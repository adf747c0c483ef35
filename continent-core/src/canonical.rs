//! Canonical JSON serialization and checksum helpers.
//!
//! "Canonical" here means: UTF-8 JSON, maps encoded with their keys sorted
//! (achieved for free by `serde_json::Value`'s `Object` variant, which is
//! backed by a `BTreeMap` unless the `preserve_order` feature is enabled —
//! it is not, in this workspace), and no insignificant whitespace. Two
//! structurally equal values always canonicalize to the same bytes
//! regardless of the order their fields were constructed in.
use serde::Serialize;
use sha2::{Digest, Sha256};

/// Serializes `value` to its canonical byte representation: field-sorted
/// maps, no insignificant whitespace.
pub fn canonical_bytes<T: Serialize>(value: &T) -> Vec<u8> {
    // Route through `serde_json::Value` first rather than calling
    // `serde_json::to_vec` on `value` directly: a plain struct serializes
    // its fields in declaration order, not sorted, and only `Value`'s
    // `Object` variant (a key-ordered map) guarantees the sort this
    // function's contract promises.
    let value = serde_json::to_value(value).expect("canonical serialization is infallible for our types");
    serde_json::to_vec(&value).expect("canonical serialization is infallible for our types")
}

/// Hex-encoded SHA-256 of `value`'s canonical serialization.
pub fn checksum_of<T: Serialize>(value: &T) -> String {
    let mut hasher = Sha256::new();
    hasher.update(canonical_bytes(value));
    hex::encode(hasher.finalize())
}

#[cfg(test)]
mod tests {
    use super::*;
    use serde_json::json;

    #[test]
    fn checksum_is_stable_under_key_reordering() {
        let a = json!({"id": 1, "s": "a"});
        let b = json!({"s": "a", "id": 1});
        assert_eq!(checksum_of(&a), checksum_of(&b));
    }

    #[test]
    fn checksum_distinguishes_int_and_float() {
        let int_val = json!({"id": 1, "amount": 1});
        let float_val = json!({"id": 1, "amount": 1.0});
        assert_ne!(checksum_of(&int_val), checksum_of(&float_val));
    }

    #[test]
    fn plain_structs_are_canonicalized_field_sorted() {
        use crate::model::{DeltaKind, DeltaRecord};

        let record = DeltaRecord {
            dataset_id: "D1".to_owned(),
            version: "v1.aaaaaaaa".to_owned(),
            kind: DeltaKind::Add,
            item_id: "1".to_owned(),
            old_item: None,
            new_item: Some(json!({"id": 1})),
            ts: 100,
        };
        let bytes = canonical_bytes(&record);
        let text = String::from_utf8(bytes).expect("utf-8");
        // `DeltaRecord` declares `kind` before `item_id`, but alphabetically
        // `item_id` sorts first — a discriminating check that this goes
        // through key-sorted `Value` encoding rather than struct
        // declaration order.
        let kind_pos = text.find("\"kind\"").expect("kind key present");
        let item_id_pos = text.find("\"item_id\"").expect("item_id key present");
        assert!(item_id_pos < kind_pos, "expected field-sorted encoding, got: {text}");
    }
}
//! Key and topic namespace builders for the Hot Cache (§4.2).
//!
//! Canonical home for these so `continent-workflow` and any future facade
//! can address the same keys the `continent-cache` implementation uses,
//! without depending on a concrete cache backend.

pub fn seen(dataset_id: &str, version: &str) -> String {
    format!("seen:{dataset_id}:{version}")
}

pub fn snapshot(dataset_id: &str, version: &str) -> String {
    format!("continent:{dataset_id}:{version}")
}

pub fn latest(dataset_id: &str) -> String {
    format!("continent:{dataset_id}:latest")
}

pub fn dataset_topic(dataset_id: &str) -> String {
    format!("topic:{dataset_id}")
}

pub fn user_topic(dataset_id: &str, user_id: &str) -> String {
    format!("topic:{dataset_id}:{user_id}")
}

#[cfg(test)]
mod tests {
    use super::*;

    #[test]
    fn builds_expected_namespaces() {
        assert_eq!(seen("ds", "v1.abc"), "seen:ds:v1.abc");
        assert_eq!(snapshot("ds", "v1.abc"), "continent:ds:v1.abc");
        assert_eq!(latest("ds"), "continent:ds:latest");
        assert_eq!(dataset_topic("ds"), "topic:ds");
        assert_eq!(user_topic("ds", "u1"), "topic:ds:u1");
    }
}
//! C5: the projection workflow — store_user_ctx → project_view (§4.5).
use std::sync::Arc;
use std::time::Duration;

use async_trait::async_trait;
use serde::{Deserialize, Serialize};
use serde_json::json;
use tracing::{instrument, warn};

use continent_core::keys;
use continent_core::model::UserContext;
use continent_core::projection::apply_context;
use continent_core::traits::{DurableStore, HotCache};

use crate::engine::{Step, WorkflowEngine};
use crate::error::WorkflowError;

/// Input to a full projection workflow run.
#[derive(Clone, Debug)]
pub struct ProjectionRequest {
    pub user_id: String,
    pub dataset_id: String,
    pub ctx: UserContext,
}

/// Outcome of `project_view`; `version` is `None` when the dataset has no
/// ready version yet, in which case no output is produced (§4.5 step 1).
#[derive(Clone, Debug, PartialEq, Serialize, Deserialize)]
pub struct ProjectViewOutcome {
    pub version: Option<String>,
    pub count: usize,
}

fn map_cache_err<E: std::error::Error>(err: E) -> WorkflowError {
    WorkflowError::CacheUnavailable(err.to_string())
}

fn map_store_err<E: std::error::Error>(err: E) -> WorkflowError {
    WorkflowError::StoreUnavailable(err.to_string())
}

// --- store_user_ctx ----------------------------------------------------------

#[derive(Clone, Debug)]
pub struct StoreUserCtxRequest {
    pub user_id: String,
    pub dataset_id: String,
    pub ctx: UserContext,
}

pub struct StoreUserCtxStep<D> {
    pub store: Arc<D>,
}

#[async_trait]
impl<D: DurableStore> Step for StoreUserCtxStep<D> {
    type Request = StoreUserCtxRequest;
    type Response = ();

    fn name(&self) -> &'static str {
        "store_user_ctx"
    }

    fn deadline(&self) -> Duration {
        Duration::from_secs(10)
    }

    #[instrument(skip(self, req), fields(user_id = %req.user_id, dataset_id = %req.dataset_id))]
    async fn run(&self, req: Self::Request) -> Result<Self::Response, WorkflowError> {
        self.store
            .upsert_user_context(&req.user_id, &req.dataset_id, &req.ctx)
            .await
            .map_err(map_store_err)
    }
}

// --- project_view --------------------------------------------------------

#[derive(Clone, Debug)]
pub struct ProjectViewRequest {
    pub user_id: String,
    pub dataset_id: String,
}

pub struct ProjectViewStep<D, C> {
    pub store: Arc<D>,
    pub cache: Arc<C>,
}

#[async_trait]
impl<D: DurableStore, C: HotCache> Step for ProjectViewStep<D, C> {
    type Request = ProjectViewRequest;
    type Response = ProjectViewOutcome;

    fn name(&self) -> &'static str {
        "project_view"
    }

    fn deadline(&self) -> Duration {
        Duration::from_secs(60)
    }

    #[instrument(skip(self, req), fields(user_id = %req.user_id, dataset_id = %req.dataset_id))]
    async fn run(&self, req: Self::Request) -> Result<Self::Response, WorkflowError> {
        let version = match self.store.latest_ready_version(&req.dataset_id, None).await.map_err(map_store_err)? {
            Some(v) => v,
            None => return Ok(ProjectViewOutcome { version: None, count: 0 }),
        };

        let ctx = self
            .store
            .get_user_context(&req.user_id, &req.dataset_id)
            .await
            .map_err(map_store_err)?
            .unwrap_or_default();

        let rows = self.store.get_rows(&req.dataset_id, &version).await.map_err(map_store_err)?;
        let projected = apply_context(&rows, &ctx);

        self.store
            .replace_user_view(&req.user_id, &req.dataset_id, &version, &projected)
            .await
            .map_err(map_store_err)?;

        let payload = json!({
            "type": "view_ready",
            "dataset_id": req.dataset_id,
            "version": version,
            "user_id": req.user_id,
        });
        let bytes = serde_json::to_vec(&payload).expect("view_ready payload always serializes");
        if let Err(err) = self.cache.publish(&keys::user_topic(&req.dataset_id, &req.user_id), &bytes).await {
            warn!(user_id = %req.user_id, dataset_id = %req.dataset_id, %err, "view-ready publish failed, continuing");
        }

        Ok(ProjectViewOutcome { version: Some(version), count: projected.len() })
    }
}

// --- workflow -----------------------------------------------------------

/// Drives `store_user_ctx` then `project_view` for one `(user, dataset)`.
pub struct ProjectionWorkflow<D, C> {
    store: Arc<D>,
    cache: Arc<C>,
}

impl<D: DurableStore, C: HotCache> ProjectionWorkflow<D, C> {
    pub fn new(store: Arc<D>, cache: Arc<C>) -> Self {
        Self { store, cache }
    }

    #[instrument(skip(self, req), fields(user_id = %req.user_id, dataset_id = %req.dataset_id))]
    pub async fn run(&self, req: ProjectionRequest) -> Result<ProjectViewOutcome, WorkflowError> {
        let store_ctx = StoreUserCtxStep { store: self.store.clone() };
        WorkflowEngine::execute(
            &store_ctx,
            StoreUserCtxRequest {
                user_id: req.user_id.clone(),
                dataset_id: req.dataset_id.clone(),
                ctx: req.ctx,
            },
        )
        .await?;

        let project = ProjectViewStep { store: self.store.clone(), cache: self.cache.clone() };
        WorkflowEngine::execute(
            &project,
            ProjectViewRequest { user_id: req.user_id, dataset_id: req.dataset_id },
        )
        .await
    }
}

#[cfg(test)]
mod tests {
    use super::*;
    use crate::ingest::{IngestRequest, IngestWorkflow};
    use crate::test_support::{FakeCache, FakeStore};
    use continent_core::model::{FilterValue, SortSpec};
    use pretty_assertions::assert_eq;
    use serde_json::json;
    use std::collections::BTreeMap;

    #[tokio::test]
    async fn no_ready_version_yields_no_output() {
        let store = Arc::new(FakeStore::default());
        let cache = Arc::new(FakeCache::default());
        let workflow = ProjectionWorkflow::new(store, cache);

        let outcome = workflow
            .run(ProjectionRequest { user_id: "u1".into(), dataset_id: "D1".into(), ctx: UserContext::default() })
            .await
            .expect("projection runs without error");
        assert_eq!(outcome.version, None);
        assert_eq!(outcome.count, 0);
    }

    #[tokio::test]
    async fn filter_and_sort_scenario_6() {
        let store = Arc::new(FakeStore::default());
        let cache = Arc::new(FakeCache::default());
        let ingest = IngestWorkflow::new(store.clone(), cache.clone());

        let rows = vec![
            json!({"id": 1, "status": "new", "country": "IN", "amount": 1200}),
            json!({"id": 2, "status": "shipped", "country": "US", "amount": 800}),
            json!({"id": 3, "status": "new", "country": "IN", "amount": 1500}),
        ];
        ingest
            .run(IngestRequest {
                dataset_id: "D1".into(),
                version: "v1.aaaaaaaa".into(),
                checksum: "c1".into(),
                rows,
                ts: 100,
            })
            .await
            .expect("ingest succeeds");

        let mut filters = BTreeMap::new();
        filters.insert("status".to_owned(), FilterValue::Many(vec![json!("new")]));
        filters.insert("country".to_owned(), FilterValue::One(json!("IN")));
        let ctx = UserContext {
            filters,
            sort: Some(SortSpec { by: "amount".to_owned(), desc: true }),
            selection: None,
            ts: 100,
        };

        let workflow = ProjectionWorkflow::new(store.clone(), cache.clone());
        let outcome = workflow
            .run(ProjectionRequest { user_id: "u1".into(), dataset_id: "D1".into(), ctx })
            .await
            .expect("projection succeeds");

        assert_eq!(outcome.version, Some("v1.aaaaaaaa".to_owned()));
        assert_eq!(outcome.count, 2);

        let view = store.user_view("u1", "D1", "v1.aaaaaaaa");
        let ids: Vec<_> = view.iter().map(|r| r["id"].as_i64().unwrap()).collect();
        assert_eq!(ids, vec![3, 1]);

        let published = cache.published_on(&keys::user_topic("D1", "u1"));
        assert_eq!(published.len(), 1);
    }
}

## [What to do]
From the records above, count the lines in which the string "hasher" is found, and answer with the number alone.

## [Response]
3